Share

Princeton academic Elizabeth Tsurkov freed by Iraqi militia after 2 years in captivity


A Princeton University graduate student who was kidnapped and held captive by an Islamic militia in Iraq for more than two years was released on Tuesday.

Elizabeth Tsurkov — a Russian-Israeli citizen — was released by the Kataib Hezbollah group, a Shia paramilitary group aligned with Iran, President Donald Trump announced on Truth Social.

Tsurkov had been “tortured for many months,” Trump said.

The release came after “extensive efforts exerted by our security services over the course of many months.” Iraqi Prime Minister Mohammed Shia’ al-Sudani said on X.

Israeli Prime Minister Benjamin Netanyahu said in a statement: “I spoke this evening with Elizabeth’s mother and Avital, her sisters, and in the emotional conversation I told them that the entire people of Israel are happy to see her home again.”

Netanyahu added that his defense coordinator Gal Hirsch led the operation that freed her.

According to New Lines magazine, which was in contact with Tsurkov prior to her capture in Baghdad, she was in Iraq to carry out fieldwork for her doctoral dissertation. Tsurkov is also a fellow at the New Lines Institute, a global affairs think tank in Washington.

Tsurkov’s sister Emma, a researcher at Stanford University, told NBC News in a statement in 2023: “My sister is a brave, compassionate and brilliant person who was in Iraq to study its people, society, and politics as part of her dissertation at Princeton until she was abducted.”

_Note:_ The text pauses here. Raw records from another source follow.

//! Householder reflections.
//!
//! A Householder reflection is a linear transformation that describes a reflection about a
//! hyperplane that crosses the origin of the space. In matrix form it is written as
//! `H = I - β v vᵀ`, where `v` is a vector orthogonal to the hyperplane and `β = 2 / (vᵀv)`.
//!
//! The vectors used here are normalized so that their first component is one, which allows
//! storing only the remaining components, called the essential part, for example below the
//! diagonal of a matrix being triangularized. The scaling factor is adjusted accordingly.

use crate::{
    assert,
    linalg::{temp_mat_req, temp_mat_zeroed},
    MatMut, MatRef,
};
use dyn_stack::{PodStack, SizeOverflow, StackReq};

/// Computes the Householder reflection `I - β v vᵀ` that maps `x` to a multiple of the first
/// basis vector, and returns `(β, y₀)` where `y₀` is the first component of the reflected
/// vector.
///
/// `x` is given by its first component `head`, and by the squared norm of its remaining
/// components `tail_norm_squared`. The remaining components are read from `essential`, and
/// replaced by the essential part of `v`, whose first component is implicitly one.
///
/// If `tail_norm_squared` is below `zero_tolerance`, `x` is already a multiple of the first basis
/// vector: the returned `β` is zero, `essential` is left untouched and the reflection is the
/// identity.
///
/// The sign of the reflection is chosen to avoid cancellation when computing `v₀`.
#[inline]
pub fn make_householder_in_place(
    essential: MatMut<'_>,
    head: f64,
    tail_norm_squared: f64,
    zero_tolerance: f64,
) -> (f64, f64) {
    if libm::fabs(tail_norm_squared) < zero_tolerance {
        return (0.0, head);
    }

    let norm = libm::sqrt(tail_norm_squared + head * head);
    let v0 = if head > 0.0 { head + norm } else { head - norm };

    let mut essential = essential;
    let inv = 1.0 / v0;
    essential.for_each(|x| *x *= inv);

    // β = 2 / (vᵀv), rescaled for the normalized vector v / v₀.
    let beta = 2.0 * v0 * v0 / (v0 * v0 + tail_norm_squared);
    (beta, head - v0)
}

/// Returns the stack requirements for [`apply_householder_on_the_left_in_place`].
pub fn apply_householder_on_the_left_in_place_req(ncols: usize) -> Result<StackReq, SizeOverflow> {
    temp_mat_req(ncols, 1)
}

/// Computes `matrix = (I - beta v vᵀ) × matrix`, where `v = [1; essential]`.
///
/// The product is formed in two passes, first `t = vᵀ matrix` into a temporary row, then the
/// rank-one update `matrix -= beta v t`.
///
/// # Panics
/// Panics if `essential` is not a column vector with `matrix.nrows() - 1` rows, or if the stack
/// is too small.
#[track_caller]
pub fn apply_householder_on_the_left_in_place(
    essential: MatRef<'_>,
    beta: f64,
    matrix: MatMut<'_>,
    stack: PodStack<'_>,
) {
    let mut matrix = matrix;
    let (m, n) = matrix.shape();
    assert!(all(essential.ncols() == 1, essential.nrows() + 1 == m));
    if beta == 0.0 || m == 0 {
        return;
    }

    let (mut t, _) = temp_mat_zeroed(n, 1, stack);
    for j in 0..n {
        let mut acc = matrix.read(0, j);
        for i in 1..m {
            acc += essential.read(i - 1, 0) * matrix.read(i, j);
        }
        t.write(j, 0, acc);
    }
    for j in 0..n {
        let tj = beta * t.read(j, 0);
        *matrix.get_mut(0, j) -= tj;
        for i in 1..m {
            *matrix.get_mut(i, j) -= essential.read(i - 1, 0) * tj;
        }
    }
}

/// Returns the stack requirements for [`apply_householder_on_the_right_in_place`].
pub fn apply_householder_on_the_right_in_place_req(
    nrows: usize,
) -> Result<StackReq, SizeOverflow> {
    temp_mat_req(nrows, 1)
}

/// Computes `matrix = matrix × (I - beta v vᵀ)`, where `v = [1; essential]`.
///
/// # Panics
/// Panics if `essential` is not a column vector with `matrix.ncols() - 1` rows, or if the stack
/// is too small.
#[track_caller]
pub fn apply_householder_on_the_right_in_place(
    essential: MatRef<'_>,
    beta: f64,
    matrix: MatMut<'_>,
    stack: PodStack<'_>,
) {
    apply_householder_on_the_left_in_place(essential, beta, matrix.transpose_mut(), stack);
}

#[cfg(test)]
mod tests {
    use super::*;
    use crate::{assert, linalg::reductions::norm_l2, mat, Mat};
    use assert_approx_eq::assert_approx_eq;
    use dyn_stack::GlobalPodBuffer;

    #[test]
    fn reflection_zeroes_the_tail() {
        let x = mat![[3.0], [1.0], [-2.0], [4.0]];
        let mut essential = x.as_ref().submatrix(1, 0, 3, 1).unwrap().to_owned();
        let tail_norm_squared = 1.0 + 4.0 + 16.0;

        let (beta, head) =
            make_householder_in_place(essential.as_mut(), 3.0, tail_norm_squared, 1e-10);
        assert_approx_eq!(libm::fabs(head), norm_l2(x.as_ref()));
        assert!(head < 0.0);

        let mut y = x.clone();
        let mut mem = GlobalPodBuffer::new(apply_householder_on_the_left_in_place_req(1).unwrap());
        apply_householder_on_the_left_in_place(
            essential.as_ref(),
            beta,
            y.as_mut(),
            PodStack::new(&mut mem),
        );
        assert_approx_eq!(y.read(0, 0), head);
        for i in 1..4 {
            assert_approx_eq!(y.read(i, 0), 0.0);
        }
    }

    #[test]
    fn negative_and_zero_heads() {
        let mut essential = mat![[0.0], [0.0]];
        let (beta, head) = make_householder_in_place(essential.as_mut(), -2.0, 0.0, 1e-10);
        assert_eq!((beta, head), (0.0, -2.0));

        let mut essential = mat![[1.0], [1.0]];
        let (beta, head) = make_householder_in_place(essential.as_mut(), 0.0, 2.0, 1e-10);
        assert_approx_eq!(head, libm::sqrt(2.0));
        assert!(beta > 0.0);
    }

    #[test]
    fn left_and_right_applications_agree() {
        let mut essential = mat![[0.5], [-1.0]];
        let (beta, _) = make_householder_in_place(essential.as_mut(), 1.0, 1.25, 1e-10);

        let a = Mat::from_fn(3, 3, |i, j| (i * 3 + j) as f64 - 4.0);
        let mut mem = GlobalPodBuffer::new(apply_householder_on_the_left_in_place_req(3).unwrap());

        let mut left = a.clone();
        apply_householder_on_the_left_in_place(
            essential.as_ref(),
            beta,
            left.as_mut(),
            PodStack::new(&mut mem),
        );
        // (H A)ᵀ = Aᵀ H, since H is symmetric.
        let mut right = a.clone();
        apply_householder_on_the_right_in_place(
            essential.as_ref(),
            beta,
            right.as_mut().transpose_mut(),
            PodStack::new(&mut mem),
        );
        for j in 0..3 {
            for i in 0..3 {
                assert_approx_eq!(left.read(i, j), right.read(i, j));
            }
        }
    }
}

She entered Iraq using her Russian passport on Jan. 28, 2023, according to Amnesty International, which has campaigned for her release.

Tsurkov’s capture had long been a concern among U.S. lawmakers who have repeatedly called for increased efforts to secure her release. She has more than a decade’s experience carrying out research across the Middle East and has volunteered for human rights groups.

Her doctoral research specifically covered the sectarian conflict between the Sadrist and Tishreen movements in Iraq.

Democratic senators Bob Menendez and Cory Booker said in a letters months after her kidnapping in 2023 that Tsurkov was in a “uniquely vulnerable position” as Iraq has no formal diplomatic ties with Israel, and Russia had made no efforts to free her because she had criticized the Russian invasion of Ukraine.